> EXERCISE DATA
"""

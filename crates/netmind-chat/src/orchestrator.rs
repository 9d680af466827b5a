//! The turn lifecycle.
//!
//! One turn: append the user message, park a loading placeholder, route,
//! dispatch under the scope captured at turn start, render, summarize,
//! consider auto-watch, attach quick actions. A new utterance cancels
//! the in-flight turn and finalizes its placeholder before starting.

use std::sync::{Arc, RwLock};

use tokio_util::sync::CancellationToken;
use tracing::{info, warn};

use netmind_core::events::{EventKind, EventLog};
use netmind_core::types::{ConversationId, IntentKind, RuleId, Scope, Utterance};
use netmind_intent::{Classification, IntentRouter};
use netmind_plugin::{DispatchResult, ExecutionError, LlmClient, PluginContext};
use netmind_store::types::{ChangeRecord, MessagePatch, NewMessage, Role, StoredMessage, WatchRuleRecord};
use netmind_store::ConversationStore;
use netmind_watch::WatchHandle;

use crate::autowatch::AutoWatchIntegrator;
use crate::dispatcher::Dispatcher;
use crate::error::Result;
use crate::quick_actions::{self, QuickAction};
use crate::render::PresentationAdapter;
use crate::summary::{summarize_for_speech, BULK_TEXT_THRESHOLD};

const PLACEHOLDER_TEXT: &str = "…";
const CANCEL_TEXT: &str = "Anulowano: nowe polecenie przerwało to zapytanie.";

pub struct OrchestratorDeps {
    pub router: IntentRouter,
    pub dispatcher: Arc<Dispatcher>,
    pub store: Arc<ConversationStore>,
    pub events: Arc<EventLog>,
    pub autowatch: Arc<AutoWatchIntegrator>,
    pub watch: WatchHandle,
    pub adapter: Arc<dyn PresentationAdapter>,
    pub base_ctx: PluginContext,
    pub initial_scope: Scope,
}

struct InFlightTurn {
    cancel: CancellationToken,
    placeholder_id: String,
}

/// Everything a programmatic caller learns about one finished turn.
#[derive(Debug, Clone)]
pub struct TurnOutcome {
    pub conversation_id: ConversationId,
    pub user_message: StoredMessage,
    pub assistant_message: StoredMessage,
    pub classification: Classification,
    pub result: Option<DispatchResult>,
    pub error: Option<ExecutionError>,
    pub watch_rule: Option<RuleId>,
    pub quick_actions: Vec<QuickAction>,
}

pub struct ChatOrchestrator {
    router: IntentRouter,
    dispatcher: Arc<Dispatcher>,
    store: Arc<ConversationStore>,
    events: Arc<EventLog>,
    autowatch: Arc<AutoWatchIntegrator>,
    watch: WatchHandle,
    adapter: Arc<dyn PresentationAdapter>,
    base_ctx: PluginContext,
    scope: RwLock<Scope>,
    turn_state: tokio::sync::Mutex<Option<InFlightTurn>>,
}

impl ChatOrchestrator {
    pub fn new(deps: OrchestratorDeps) -> Self {
        Self {
            router: deps.router,
            dispatcher: deps.dispatcher,
            store: deps.store,
            events: deps.events,
            autowatch: deps.autowatch,
            watch: deps.watch,
            adapter: deps.adapter,
            base_ctx: deps.base_ctx,
            scope: RwLock::new(deps.initial_scope),
            turn_state: tokio::sync::Mutex::new(None),
        }
    }

    /// Run one full turn. Returns after quick actions are attached; watch
    /// polls and change notifications continue in the background.
    pub async fn turn(&self, utterance: Utterance) -> Result<TurnOutcome> {
        let scope = *self.scope.read().unwrap();
        let conversation = utterance.conversation_id.clone();

        // Serialize turn setup: cancel the previous turn, settle its
        // placeholder, then park ours.
        let (user_message, placeholder, cancel) = {
            let mut state = self.turn_state.lock().await;
            if let Some(prev) = state.take() {
                prev.cancel.cancel();
                self.finalize_cancelled(&prev.placeholder_id).await;
            }

            let user_message = self
                .store
                .append_message(NewMessage::plain(
                    conversation.clone(),
                    Role::User,
                    utterance.text.clone(),
                ))
                .await?;
            self.append_message_event(&user_message);

            let placeholder = self
                .store
                .append_message(NewMessage {
                    conversation_id: conversation.clone(),
                    role: Role::Assistant,
                    text: PLACEHOLDER_TEXT.to_string(),
                    blocks: serde_json::Value::Array(Vec::new()),
                    metadata: serde_json::json!({"loading": true}),
                })
                .await?;
            self.append_message_event(&placeholder);

            let cancel = CancellationToken::new();
            *state = Some(InFlightTurn {
                cancel: cancel.clone(),
                placeholder_id: placeholder.id.clone(),
            });
            (user_message, placeholder, cancel)
        };

        let classification = self.router.route(&utterance.text).await;
        info!(
            intent = %classification.intent,
            confidence = classification.confidence,
            "utterance routed"
        );

        // Annotate the placeholder with the detected intent while it loads.
        let annotated = self
            .store
            .update_message(
                &placeholder.id,
                MessagePatch {
                    metadata: Some(serde_json::json!({
                        "loading": true,
                        "intent": classification.intent.as_str(),
                    })),
                    ..Default::default()
                },
            )
            .await;
        if let Ok(msg) = annotated {
            self.append_update_event(&msg);
        }

        let dispatch_outcome = if cancel.is_cancelled() {
            Err(ExecutionError::Cancelled)
        } else {
            self.dispatcher
                .dispatch(&classification, scope, &self.base_ctx, &cancel)
                .await
        };

        let (final_text, blocks, result, error) = match dispatch_outcome {
            Ok(result) => {
                let rendered = self.adapter.render(&result);
                let text = if rendered.text.is_empty() {
                    "Gotowe.".to_string()
                } else {
                    rendered.text
                };
                let blocks =
                    serde_json::to_value(&rendered.blocks).unwrap_or(serde_json::Value::Null);
                (text, blocks, Some(result), None)
            }
            Err(e) => (
                error_text(&e),
                serde_json::Value::Array(Vec::new()),
                None,
                Some(e),
            ),
        };

        let mut metadata = serde_json::json!({
            "loading": false,
            "intent": classification.intent.as_str(),
        });
        if let Some(result) = &result {
            metadata["plugin_id"] = serde_json::json!(result.plugin_id);
            metadata["duration_ms"] = serde_json::json!(result.output.metadata.duration_ms);
            if result.output.metadata.cached {
                metadata["cached"] = serde_json::json!(true);
            }
        }
        if let Some(error) = &error {
            metadata["error"] = serde_json::json!(error.code());
            if matches!(error, ExecutionError::Cancelled) {
                metadata["cancelled"] = serde_json::json!(true);
            }
        }

        // TTS summary for bulk results, when an LLM is wired in.
        if error.is_none() && final_text.len() > BULK_TEXT_THRESHOLD {
            if let Some(llm) = self.llm() {
                if let Some(summary) = summarize_for_speech(&llm, &final_text).await {
                    self.events.append(
                        EventKind::SummaryGenerated,
                        serde_json::json!({
                            "message_id": placeholder.id,
                            "chars": summary.len(),
                        }),
                    );
                    metadata["tts_summary"] = serde_json::json!(summary);
                }
            }
        }

        let assistant = self
            .store
            .update_message(
                &placeholder.id,
                MessagePatch {
                    text: Some(final_text),
                    blocks: Some(blocks),
                    metadata: Some(metadata),
                },
            )
            .await?;
        self.append_update_event(&assistant);

        if let Some(error) = &error {
            self.events.append(
                EventKind::ErrorOccurred,
                serde_json::json!({
                    "source": "orchestrator",
                    "code": error.code(),
                    "message": error.to_string(),
                    "conversation_id": conversation.as_str(),
                }),
            );
        }

        // Auto-watch and quick actions only make sense for turns that
        // actually produced something.
        let cancelled = matches!(error, Some(ExecutionError::Cancelled));
        let watch_rule = if error.is_none() {
            let force = classification.intent == IntentKind::MonitorStart;
            match self
                .autowatch
                .after_turn(&conversation, &classification, force)
                .await
            {
                Ok(rule) => rule,
                Err(e) => {
                    warn!("auto-watch consideration failed: {e}");
                    None
                }
            }
        } else {
            None
        };

        let (assistant, actions) = if cancelled {
            (assistant, Vec::new())
        } else {
            let actions = quick_actions::resolve(
                classification.intent,
                &classification.entities,
                &assistant.text,
            );
            if actions.is_empty() {
                (assistant, actions)
            } else {
                let mut md = assistant.metadata.clone();
                md["quick_actions"] =
                    serde_json::to_value(&actions).unwrap_or(serde_json::Value::Null);
                let updated = self
                    .store
                    .update_message(
                        &assistant.id,
                        MessagePatch {
                            metadata: Some(md),
                            ..Default::default()
                        },
                    )
                    .await?;
                self.append_update_event(&updated);
                (updated, actions)
            }
        };

        // Release the turn slot if this turn still owns it.
        {
            let mut state = self.turn_state.lock().await;
            if state
                .as_ref()
                .is_some_and(|t| t.placeholder_id == assistant.id)
            {
                *state = None;
            }
        }

        Ok(TurnOutcome {
            conversation_id: conversation,
            user_message,
            assistant_message: assistant,
            classification,
            result,
            error,
            watch_rule,
            quick_actions: actions,
        })
    }

    /// Explicitly cancel the in-flight turn, if any.
    pub async fn cancel_turn(&self) {
        let mut state = self.turn_state.lock().await;
        if let Some(prev) = state.take() {
            prev.cancel.cancel();
            self.finalize_cancelled(&prev.placeholder_id).await;
        }
    }

    /// Scope applies from the next turn; an in-flight dispatch keeps the
    /// scope captured at its start.
    pub fn set_scope(&self, scope: Scope) {
        *self.scope.write().unwrap() = scope;
        if let Err(e) = self
            .base_ctx
            .services
            .config
            .set("scope.active", scope.as_str())
        {
            warn!("scope persistence failed: {e}");
        }
        info!(scope = %scope, "scope changed");
    }

    pub fn scope(&self) -> Scope {
        *self.scope.read().unwrap()
    }

    pub async fn watch_list(&self) -> Result<Vec<WatchRuleRecord>> {
        Ok(self.watch.list().await?)
    }

    pub async fn watch_stop(&self, id: &RuleId) -> Result<()> {
        Ok(self.watch.stop(id).await?)
    }

    pub fn watch_logs(&self, id: &RuleId) -> Result<Vec<ChangeRecord>> {
        Ok(self.watch.logs(id)?)
    }

    fn llm(&self) -> Option<Arc<dyn LlmClient>> {
        self.base_ctx.services.llm.clone()
    }

    /// Settle a cancelled turn's placeholder so no message is left
    /// loading.
    async fn finalize_cancelled(&self, placeholder_id: &str) {
        let still_loading = self
            .store
            .get_message(placeholder_id)
            .ok()
            .flatten()
            .is_some_and(|m| m.metadata["loading"] == serde_json::Value::Bool(true));
        if !still_loading {
            return;
        }
        match self
            .store
            .update_message(
                placeholder_id,
                MessagePatch {
                    text: Some(CANCEL_TEXT.to_string()),
                    metadata: Some(serde_json::json!({
                        "loading": false,
                        "cancelled": true,
                    })),
                    ..Default::default()
                },
            )
            .await
        {
            Ok(msg) => self.append_update_event(&msg),
            Err(e) => warn!(message_id = %placeholder_id, "cancel finalization failed: {e}"),
        }
    }

    fn append_message_event(&self, message: &StoredMessage) {
        self.events.append(
            EventKind::MessageAdded,
            serde_json::json!({
                "message_id": message.id,
                "conversation_id": message.conversation_id.as_str(),
                "role": message.role.as_str(),
            }),
        );
    }

    fn append_update_event(&self, message: &StoredMessage) {
        self.events.append(
            EventKind::MessageUpdated,
            serde_json::json!({
                "message_id": message.id,
                "conversation_id": message.conversation_id.as_str(),
                "loading": message.metadata["loading"],
            }),
        );
    }
}

/// User-visible rendering of a failed stage: error class plus a short
/// human summary.
fn error_text(error: &ExecutionError) -> String {
    let human = match error {
        ExecutionError::NoPlugin { intent, scope } => format!(
            "Bieżący zakres '{scope}' nie pozwala na operację {intent}. \
             Zmień zakres, aby kontynuować."
        ),
        ExecutionError::RuntimeRequired { plugin_id } => format!(
            "Ta operacja wymaga uprzywilejowanego środowiska (plugin '{plugin_id}'). \
             Uruchom aplikację natywnie, aby jej użyć."
        ),
        ExecutionError::Timeout { ms } => {
            format!("Przekroczono limit czasu ({} s). Spróbuj ponownie.", ms / 1000)
        }
        ExecutionError::Cancelled => return CANCEL_TEXT.to_string(),
        ExecutionError::DuplicateInFlight { .. } => {
            "To zapytanie już trwa; wynik pojawi się za chwilę.".to_string()
        }
        ExecutionError::Upstream { service, reason } => {
            format!("Usługa {service} zgłosiła błąd: {reason}")
        }
        ExecutionError::PluginDisabled { plugin_id } => {
            format!("Plugin '{plugin_id}' jest wyłączony.")
        }
        ExecutionError::Internal(reason) => format!("Błąd wewnętrzny: {reason}"),
    };
    format!("[{}] {}", error.code(), human)
}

"""

Look through the data above and report every line in which "Array" appears.

                    blocks: serde_json::Value::Array(Vec::new()),
                serde_json::Value::Array(Vec::new()),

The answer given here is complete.